Hello, there! And thanks for this awesome tool!
I've found --skip-same to be, IMO, time consuming.
Let's say there is a CHAT with a, growing, large file list.
export media list:
tdl chat export -c CHAT
and download everything:
time tdl dl --continue --desc --skip-same -f tdl-export.json -i mp3
real 4m2.342s
user 0m37.032s
sys 0m32.502s
Then, without changes made to tdl-export.json, re-run last command:
time tdl dl --continue --desc --skip-same -f tdl-export.json -i mp3
All files will be downloaded to 'downloads' dir
real 3m43.758s
user 0m0.814s
sys 0m0.734s
I've found there's almost no network activity on the second iteration and, this confirms:
skip-sameworks before the download and not after, so it cannot be compared based on hash.
Originally posted by @iyear in https://github.com/iyear/tdl/issues/75#issuecomment-1371035655
Also, I have seen removing the -i filter does not improve things at all; In fact, I see some jpg being downloaded here and there (in occurence order, I guess).

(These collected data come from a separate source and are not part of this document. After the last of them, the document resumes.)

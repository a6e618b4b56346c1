use std::fs;
use std::path::{Path, PathBuf};

use tempfile::TempDir;
use tt::document::Document;
use tt::store::Store;

pub struct TestProject {
    dir: TempDir,
}

impl TestProject {
    /// Create an initialized project in a temp directory.
    pub fn init() -> Self {
        let dir = tempfile::tempdir().expect("failed to create tempdir");
        let store = Store::open(dir.path().to_path_buf());
        store.init("test-project").expect("init project");
        Self { dir }
    }

    /// Create a bare temp directory with no `.tt/` inside.
    pub fn empty() -> Self {
        let dir = tempfile::tempdir().expect("failed to create tempdir");
        Self { dir }
    }

    pub fn path(&self) -> &Path {
        self.dir.path()
    }

    pub fn store(&self) -> Store {
        Store::open(self.dir.path().to_path_buf())
    }

    pub fn tasks_file(&self) -> PathBuf {
        self.store().tasks_file()
    }

    /// Overwrite the task document with raw JSON, bypassing the store.
    pub fn write_raw_document(&self, contents: &str) {
        let path = self.tasks_file();
        if let Some(parent) = path.parent() {
            fs::create_dir_all(parent).expect("create .tt");
        }
        fs::write(&path, contents).expect("write tasks.json");
    }

    pub fn read_raw_document(&self) -> String {
        fs::read_to_string(self.tasks_file()).expect("read tasks.json")
    }

    pub fn load(&self) -> Document {
        self.store().load().expect("load document")
    }

    /// A `tt` command rooted at this project.
    pub fn cmd(&self) -> assert_cmd::Command {
        let mut cmd = assert_cmd::Command::cargo_bin("tt").expect("binary");
        cmd.arg("--dir").arg(self.dir.path());
        cmd
    }
}
//! Backup and restore of the persisted document.
//!
//! Backups are taken before any migration step runs. Each backup is a
//! timestamped directory under `.tt/backups/` holding a copy of the task
//! document, the adjacent configuration, and a manifest. The location is
//! append-only: an existing backup is never overwritten, and files are
//! staged in a temporary directory and promoted with a single rename so a
//! partial copy is never observable as a usable backup.

use std::fs;
use std::path::PathBuf;

use chrono::{DateTime, Utc};
use serde::{Deserialize, Serialize};
use uuid::Uuid;

use crate::error::{Error, Result};
use crate::store::{Store, CONFIG_FILE, TASKS_FILE};

/// Manifest file name inside each backup directory
pub const MANIFEST_FILE: &str = "backup.json";

/// Handle to one completed backup.
#[derive(Debug, Clone, Serialize, Deserialize)]
#[serde(rename_all = "camelCase")]
pub struct BackupHandle {
    pub id: Uuid,
    /// Directory name under `.tt/backups/`, `<timestamp>-<id prefix>`.
    pub label: String,
    pub created_at: DateTime<Utc>,
    /// File names captured, relative to the backup directory.
    pub files: Vec<String>,
    /// Absolute backup directory; derived from the manifest location.
    #[serde(skip)]
    pub dir: PathBuf,
}

/// Summary of a completed restore.
#[derive(Debug, Clone, Serialize)]
#[serde(rename_all = "camelCase")]
pub struct RestoreSummary {
    pub label: String,
    pub restored: Vec<String>,
}

/// Snapshot the task document and adjacent configuration.
pub fn create(store: &Store) -> Result<BackupHandle> {
    let tasks_file = store.tasks_file();
    if !tasks_file.exists() {
        return Err(Error::BackupFailed(format!(
            "no task document at {}",
            tasks_file.display()
        )));
    }

    let backups_root = store.backups_dir();
    fs::create_dir_all(&backups_root).map_err(backup_err)?;

    let id = Uuid::new_v4();
    let created_at = Utc::now();
    let label = format!(
        "{}-{}",
        created_at.format("%Y%m%dT%H%M%S%fZ"),
        &id.simple().to_string()[..8]
    );

    // Stage everything first; the staged tree only becomes a backup once
    // the final rename succeeds.
    let stage = tempfile::Builder::new()
        .prefix(".stage-")
        .tempdir_in(&backups_root)
        .map_err(backup_err)?;

    let mut files = Vec::new();
    store
        .copy_file(&tasks_file, &stage.path().join(TASKS_FILE))
        .map_err(|err| Error::BackupFailed(err.to_string()))?;
    files.push(TASKS_FILE.to_string());

    let config_file = store.config_file();
    if config_file.exists() {
        store
            .copy_file(&config_file, &stage.path().join(CONFIG_FILE))
            .map_err(|err| Error::BackupFailed(err.to_string()))?;
        files.push(CONFIG_FILE.to_string());
    }

    let final_dir = backups_root.join(&label);
    if final_dir.exists() {
        return Err(Error::BackupFailed(format!(
            "backup already exists: {label}"
        )));
    }

    let handle = BackupHandle {
        id,
        label,
        created_at,
        files,
        dir: final_dir.clone(),
    };
    store
        .write_json(&stage.path().join(MANIFEST_FILE), &handle)
        .map_err(|err| Error::BackupFailed(err.to_string()))?;

    fs::rename(stage.path(), &final_dir).map_err(backup_err)?;
    // The staged path no longer exists, so the TempDir drop is a no-op.

    tracing::debug!(label = %handle.label, "backup created");
    Ok(handle)
}

/// Copy the backed-up artifacts back over the live document and
/// configuration, unconditionally. The caller confirms intent.
pub fn restore(store: &Store, handle: &BackupHandle) -> Result<RestoreSummary> {
    if !handle.dir.is_dir() {
        return Err(Error::RestoreFailed(format!(
            "backup directory missing: {}",
            handle.dir.display()
        )));
    }

    let mut restored = Vec::new();
    for name in &handle.files {
        let src = handle.dir.join(name);
        let dst = match name.as_str() {
            TASKS_FILE => store.tasks_file(),
            CONFIG_FILE => store.config_file(),
            other => {
                return Err(Error::RestoreFailed(format!(
                    "unknown file in backup manifest: {other}"
                )))
            }
        };
        store
            .copy_file(&src, &dst)
            .map_err(|err| Error::RestoreFailed(err.to_string()))?;
        restored.push(name.clone());
    }

    Ok(RestoreSummary {
        label: handle.label.clone(),
        restored,
    })
}

/// Enumerate existing backups, newest first.
pub fn list(store: &Store) -> Result<Vec<BackupHandle>> {
    let backups_root = store.backups_dir();
    if !backups_root.is_dir() {
        return Ok(Vec::new());
    }

    let mut handles = Vec::new();
    for entry in fs::read_dir(&backups_root)? {
        let entry = entry?;
        let dir = entry.path();
        let manifest = dir.join(MANIFEST_FILE);
        if !dir.is_dir() || !manifest.is_file() {
            continue;
        }
        let mut handle: BackupHandle = store.read_json(&manifest)?;
        handle.dir = dir;
        handles.push(handle);
    }

    handles.sort_by(|a, b| b.created_at.cmp(&a.created_at));
    Ok(handles)
}

/// Resolve a backup by label, id, or unique id prefix.
pub fn find(store: &Store, needle: &str) -> Result<BackupHandle> {
    let needle = needle.trim();
    let handles = list(store)?;

    let mut matches: Vec<BackupHandle> = handles
        .into_iter()
        .filter(|handle| {
            handle.label == needle
                || handle.id.to_string() == needle
                || handle.id.simple().to_string().starts_with(needle)
        })
        .collect();

    match matches.len() {
        0 => Err(Error::InvalidArgument(format!("backup not found: {needle}"))),
        1 => Ok(matches.remove(0)),
        _ => Err(Error::InvalidArgument(format!(
            "ambiguous backup reference: {needle}"
        ))),
    }
}

fn backup_err(err: std::io::Error) -> Error {
    Error::BackupFailed(err.to_string())
}
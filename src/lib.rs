//! tt - Task Tree Library
//!
//! This library provides the core functionality for the tt CLI tool: a
//! persistent, arbitrarily-deep hierarchy of tasks and subtasks addressed
//! by dot-separated path identifiers.
//!
//! # Core Concepts
//!
//! - **Hierarchical Identifiers**: `1.2.3` = root task 1, subtask 2, its
//!   subtask 3; root ids are document-unique, subtask ids sibling-local
//! - **Path Navigation**: all lookups walk root-down, no parent pointers
//! - **Dependency Validation**: every declared reference must resolve
//!   within its root's subtree
//! - **Legacy Migration**: flat pre-nesting documents are upgraded in
//!   place, behind a mandatory backup
//!
//! # Module Organization
//!
//! - `cli`: Command-line interface using clap
//! - `config`: Configuration loading from `.tt.toml`
//! - `error`: Error types and result aliases
//! - `id`: Hierarchical identifier codec
//! - `task`: Recursive task node, drafts, and patches
//! - `document`: Persisted document and metadata
//! - `tree`: Path-based navigation
//! - `mutate`: Insert/remove/update/flatten/demote operations
//! - `deps`: Dependency validation
//! - `migrate`: Legacy-shape detection and the migration driver
//! - `backup`: Pre-migration snapshots and restore
//! - `store`: File storage and atomic document persistence
//! - `output`: CLI output envelopes

pub mod backup;
pub mod cli;
pub mod config;
pub mod deps;
pub mod document;
pub mod error;
pub mod id;
pub mod migrate;
pub mod mutate;
pub mod output;
pub mod store;
pub mod task;
pub mod tree;

pub use error::{Error, Result};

So, I think what's happening here is:
- both -i and --skip-same act upon HTTP/MTProto HEAD responses
- either server is throtling client or client is doing some sort of back-off to avoid flooding server.
Request: Can we have filters, like: --only: behaves like -i but acts upon "file" propperty on json export --skip-same-name: behaves like --skip-same but acts upon "file" propperty on json export --skip-same-id: behaves like --skip-same-name but acts upon chat+message id
These should avoid high percentage of HEAD requests, thus speeding things up a lot, for some use cases.
Again, thank you for this tool!
The determination logic of --skip-same is based on whether the rendered file name after template rendering exists in the target directory, and template rendering is based on obtaining the message existing on the Telegram server.
So, network requests are essential; having only the 'file' field is not sufficient. Template rendering relies on many fields.
--skip-same was born before resumable download, so theoretically, now you only need to use resumable download to quickly resume to the previous state. In other words, --skip-same helps you avoid downloading files with the same "filename", while resumable download enables you to resume downloading from the same message source.